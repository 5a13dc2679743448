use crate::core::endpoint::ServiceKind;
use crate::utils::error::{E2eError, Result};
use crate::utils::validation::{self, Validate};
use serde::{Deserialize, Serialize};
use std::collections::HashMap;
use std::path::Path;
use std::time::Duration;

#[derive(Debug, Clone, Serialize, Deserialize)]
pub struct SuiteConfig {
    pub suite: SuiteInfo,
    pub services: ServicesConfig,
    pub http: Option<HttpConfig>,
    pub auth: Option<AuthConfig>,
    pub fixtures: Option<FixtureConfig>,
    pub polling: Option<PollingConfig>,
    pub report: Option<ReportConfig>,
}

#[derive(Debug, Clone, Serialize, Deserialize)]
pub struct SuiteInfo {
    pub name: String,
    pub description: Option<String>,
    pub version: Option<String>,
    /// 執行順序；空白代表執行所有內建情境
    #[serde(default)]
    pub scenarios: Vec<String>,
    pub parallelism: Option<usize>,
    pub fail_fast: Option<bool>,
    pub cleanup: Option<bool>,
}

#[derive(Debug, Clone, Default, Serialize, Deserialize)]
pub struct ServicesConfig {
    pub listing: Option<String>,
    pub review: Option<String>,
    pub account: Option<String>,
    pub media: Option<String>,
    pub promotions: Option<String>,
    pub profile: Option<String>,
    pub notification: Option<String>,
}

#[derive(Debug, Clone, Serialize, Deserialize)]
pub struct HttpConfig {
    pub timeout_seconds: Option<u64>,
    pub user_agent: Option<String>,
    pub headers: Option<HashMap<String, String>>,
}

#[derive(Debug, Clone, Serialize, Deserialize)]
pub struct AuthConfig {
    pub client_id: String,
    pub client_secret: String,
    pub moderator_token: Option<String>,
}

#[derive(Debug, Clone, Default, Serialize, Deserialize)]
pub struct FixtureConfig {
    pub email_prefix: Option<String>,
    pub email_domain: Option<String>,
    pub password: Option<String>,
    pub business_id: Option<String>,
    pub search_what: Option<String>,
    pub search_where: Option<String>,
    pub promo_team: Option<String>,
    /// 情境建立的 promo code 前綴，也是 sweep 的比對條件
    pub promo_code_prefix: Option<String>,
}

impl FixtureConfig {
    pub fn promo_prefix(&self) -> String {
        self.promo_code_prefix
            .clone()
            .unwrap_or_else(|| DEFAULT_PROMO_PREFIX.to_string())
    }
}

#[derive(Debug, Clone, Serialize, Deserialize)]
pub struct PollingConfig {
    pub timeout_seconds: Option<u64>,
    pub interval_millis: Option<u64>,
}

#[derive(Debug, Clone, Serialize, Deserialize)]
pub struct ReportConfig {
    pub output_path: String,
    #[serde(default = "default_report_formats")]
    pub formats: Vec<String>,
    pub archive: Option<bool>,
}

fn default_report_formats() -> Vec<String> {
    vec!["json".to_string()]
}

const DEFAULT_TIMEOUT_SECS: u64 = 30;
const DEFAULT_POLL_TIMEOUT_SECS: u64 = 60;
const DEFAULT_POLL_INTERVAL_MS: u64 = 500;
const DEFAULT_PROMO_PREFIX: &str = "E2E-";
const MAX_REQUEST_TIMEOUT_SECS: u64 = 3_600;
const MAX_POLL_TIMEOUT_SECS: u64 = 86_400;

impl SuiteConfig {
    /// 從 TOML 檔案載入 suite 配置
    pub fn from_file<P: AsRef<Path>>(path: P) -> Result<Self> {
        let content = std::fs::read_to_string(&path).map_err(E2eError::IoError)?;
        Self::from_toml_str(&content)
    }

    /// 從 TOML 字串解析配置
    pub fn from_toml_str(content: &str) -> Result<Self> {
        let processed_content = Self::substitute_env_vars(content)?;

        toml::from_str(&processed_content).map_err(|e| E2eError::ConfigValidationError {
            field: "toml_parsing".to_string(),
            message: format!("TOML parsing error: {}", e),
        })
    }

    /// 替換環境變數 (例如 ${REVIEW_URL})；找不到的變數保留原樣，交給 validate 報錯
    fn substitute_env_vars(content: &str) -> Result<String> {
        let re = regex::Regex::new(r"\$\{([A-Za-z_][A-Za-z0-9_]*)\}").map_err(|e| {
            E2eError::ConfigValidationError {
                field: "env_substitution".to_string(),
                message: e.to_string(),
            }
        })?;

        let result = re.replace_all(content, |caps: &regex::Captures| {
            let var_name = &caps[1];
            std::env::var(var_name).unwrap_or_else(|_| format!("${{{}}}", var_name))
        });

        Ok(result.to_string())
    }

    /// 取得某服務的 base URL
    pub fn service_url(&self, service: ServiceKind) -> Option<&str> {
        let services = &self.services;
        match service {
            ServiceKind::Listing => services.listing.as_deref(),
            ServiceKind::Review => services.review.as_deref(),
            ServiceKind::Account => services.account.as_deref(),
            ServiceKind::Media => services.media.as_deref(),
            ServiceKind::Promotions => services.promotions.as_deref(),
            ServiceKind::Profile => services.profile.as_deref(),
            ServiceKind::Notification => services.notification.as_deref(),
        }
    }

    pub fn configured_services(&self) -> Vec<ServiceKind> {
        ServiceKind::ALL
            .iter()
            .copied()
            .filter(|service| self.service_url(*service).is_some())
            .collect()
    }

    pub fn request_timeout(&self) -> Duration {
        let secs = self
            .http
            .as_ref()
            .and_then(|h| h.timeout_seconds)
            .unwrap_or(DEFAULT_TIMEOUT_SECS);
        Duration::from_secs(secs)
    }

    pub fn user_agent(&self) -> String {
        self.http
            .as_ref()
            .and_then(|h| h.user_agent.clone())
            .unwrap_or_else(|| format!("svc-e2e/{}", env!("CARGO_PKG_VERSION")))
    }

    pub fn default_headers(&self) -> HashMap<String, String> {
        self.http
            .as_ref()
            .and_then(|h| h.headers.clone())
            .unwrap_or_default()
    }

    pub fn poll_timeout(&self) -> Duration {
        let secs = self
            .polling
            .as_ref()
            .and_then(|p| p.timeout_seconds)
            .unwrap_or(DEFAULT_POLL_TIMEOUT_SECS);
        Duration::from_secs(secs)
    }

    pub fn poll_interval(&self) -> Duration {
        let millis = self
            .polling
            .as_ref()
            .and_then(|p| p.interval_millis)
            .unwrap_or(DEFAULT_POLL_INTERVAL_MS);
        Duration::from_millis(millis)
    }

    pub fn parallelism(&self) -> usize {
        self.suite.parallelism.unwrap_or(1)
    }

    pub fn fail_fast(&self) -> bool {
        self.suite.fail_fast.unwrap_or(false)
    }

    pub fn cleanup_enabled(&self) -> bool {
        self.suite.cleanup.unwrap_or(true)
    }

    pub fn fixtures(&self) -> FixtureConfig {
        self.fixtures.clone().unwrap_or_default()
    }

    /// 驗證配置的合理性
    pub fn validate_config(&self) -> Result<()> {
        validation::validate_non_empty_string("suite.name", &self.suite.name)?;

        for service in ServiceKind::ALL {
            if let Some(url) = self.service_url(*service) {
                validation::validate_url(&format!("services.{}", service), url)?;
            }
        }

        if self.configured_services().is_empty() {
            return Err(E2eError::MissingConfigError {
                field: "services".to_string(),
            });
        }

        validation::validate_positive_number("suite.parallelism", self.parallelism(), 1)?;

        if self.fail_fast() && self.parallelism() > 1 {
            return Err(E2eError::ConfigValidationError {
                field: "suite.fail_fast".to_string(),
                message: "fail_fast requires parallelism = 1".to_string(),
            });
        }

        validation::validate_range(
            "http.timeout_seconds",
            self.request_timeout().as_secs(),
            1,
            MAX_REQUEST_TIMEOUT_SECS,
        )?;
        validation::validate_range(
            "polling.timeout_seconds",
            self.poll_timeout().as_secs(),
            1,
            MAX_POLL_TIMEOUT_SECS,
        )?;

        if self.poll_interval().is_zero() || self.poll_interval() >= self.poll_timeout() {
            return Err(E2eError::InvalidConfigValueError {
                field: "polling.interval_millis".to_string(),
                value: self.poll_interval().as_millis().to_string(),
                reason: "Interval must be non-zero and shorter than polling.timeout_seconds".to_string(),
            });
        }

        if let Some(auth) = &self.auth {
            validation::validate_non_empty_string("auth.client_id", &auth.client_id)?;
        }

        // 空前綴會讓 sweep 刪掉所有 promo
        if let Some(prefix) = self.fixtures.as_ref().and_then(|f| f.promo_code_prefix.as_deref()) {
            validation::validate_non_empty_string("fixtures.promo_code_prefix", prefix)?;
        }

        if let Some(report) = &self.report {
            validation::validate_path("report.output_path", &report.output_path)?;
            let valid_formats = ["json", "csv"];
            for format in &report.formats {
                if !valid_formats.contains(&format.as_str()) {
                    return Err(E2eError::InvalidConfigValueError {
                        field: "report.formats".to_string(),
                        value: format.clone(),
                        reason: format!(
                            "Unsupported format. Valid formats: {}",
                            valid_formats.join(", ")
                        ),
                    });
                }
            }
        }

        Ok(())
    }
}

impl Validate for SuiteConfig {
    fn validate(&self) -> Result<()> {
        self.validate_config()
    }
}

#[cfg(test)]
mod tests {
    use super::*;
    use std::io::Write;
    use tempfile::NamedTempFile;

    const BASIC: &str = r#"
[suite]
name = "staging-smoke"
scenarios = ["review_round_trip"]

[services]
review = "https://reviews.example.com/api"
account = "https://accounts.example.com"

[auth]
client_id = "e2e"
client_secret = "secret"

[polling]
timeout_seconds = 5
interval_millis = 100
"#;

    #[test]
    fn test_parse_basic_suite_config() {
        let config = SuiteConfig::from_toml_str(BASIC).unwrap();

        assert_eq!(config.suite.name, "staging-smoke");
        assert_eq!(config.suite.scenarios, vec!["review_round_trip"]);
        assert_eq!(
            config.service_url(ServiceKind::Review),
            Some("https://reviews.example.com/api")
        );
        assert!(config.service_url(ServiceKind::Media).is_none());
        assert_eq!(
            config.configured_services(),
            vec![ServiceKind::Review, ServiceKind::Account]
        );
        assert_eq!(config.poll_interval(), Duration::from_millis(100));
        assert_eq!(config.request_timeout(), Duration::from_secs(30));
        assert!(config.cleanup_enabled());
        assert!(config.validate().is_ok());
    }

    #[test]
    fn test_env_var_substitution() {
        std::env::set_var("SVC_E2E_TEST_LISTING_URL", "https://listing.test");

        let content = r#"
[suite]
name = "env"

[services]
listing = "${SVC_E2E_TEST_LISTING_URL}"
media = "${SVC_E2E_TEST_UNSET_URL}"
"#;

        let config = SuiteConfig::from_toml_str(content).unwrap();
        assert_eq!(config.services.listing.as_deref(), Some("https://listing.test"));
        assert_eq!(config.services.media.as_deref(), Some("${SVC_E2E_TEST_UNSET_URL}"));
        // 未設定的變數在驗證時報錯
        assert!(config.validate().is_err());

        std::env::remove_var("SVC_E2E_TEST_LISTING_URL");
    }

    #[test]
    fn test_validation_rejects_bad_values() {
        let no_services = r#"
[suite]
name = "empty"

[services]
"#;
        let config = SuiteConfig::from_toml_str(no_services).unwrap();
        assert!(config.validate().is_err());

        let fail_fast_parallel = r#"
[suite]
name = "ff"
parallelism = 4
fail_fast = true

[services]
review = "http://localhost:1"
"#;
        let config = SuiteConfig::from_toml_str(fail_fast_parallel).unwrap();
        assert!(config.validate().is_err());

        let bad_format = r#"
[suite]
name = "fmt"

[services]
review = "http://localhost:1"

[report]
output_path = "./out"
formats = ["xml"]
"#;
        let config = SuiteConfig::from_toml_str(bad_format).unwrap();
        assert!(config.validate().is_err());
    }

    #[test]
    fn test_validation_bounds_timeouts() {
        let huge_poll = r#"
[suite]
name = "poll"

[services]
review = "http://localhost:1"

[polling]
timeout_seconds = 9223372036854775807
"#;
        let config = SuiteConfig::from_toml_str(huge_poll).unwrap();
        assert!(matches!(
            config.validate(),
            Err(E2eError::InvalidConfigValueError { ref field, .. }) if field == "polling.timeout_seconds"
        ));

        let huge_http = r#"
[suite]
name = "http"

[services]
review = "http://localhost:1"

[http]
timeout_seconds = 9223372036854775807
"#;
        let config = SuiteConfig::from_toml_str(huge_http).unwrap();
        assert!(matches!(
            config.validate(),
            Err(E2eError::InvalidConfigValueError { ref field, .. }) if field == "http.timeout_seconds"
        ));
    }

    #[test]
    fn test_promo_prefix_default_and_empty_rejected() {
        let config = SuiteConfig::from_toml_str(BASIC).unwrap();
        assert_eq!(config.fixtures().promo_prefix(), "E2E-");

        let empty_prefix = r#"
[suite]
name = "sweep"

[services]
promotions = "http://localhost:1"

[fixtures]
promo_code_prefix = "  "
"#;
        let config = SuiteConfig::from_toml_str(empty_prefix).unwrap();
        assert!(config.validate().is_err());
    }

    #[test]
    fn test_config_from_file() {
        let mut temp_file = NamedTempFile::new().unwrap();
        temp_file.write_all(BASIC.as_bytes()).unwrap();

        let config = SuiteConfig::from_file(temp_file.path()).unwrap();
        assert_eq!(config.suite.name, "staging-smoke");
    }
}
====
Task: Extract each line from the listing that holds the word "caps".

Answer:
        let result = re.replace_all(content, |caps: &regex::Captures| {
            let var_name = &caps[1];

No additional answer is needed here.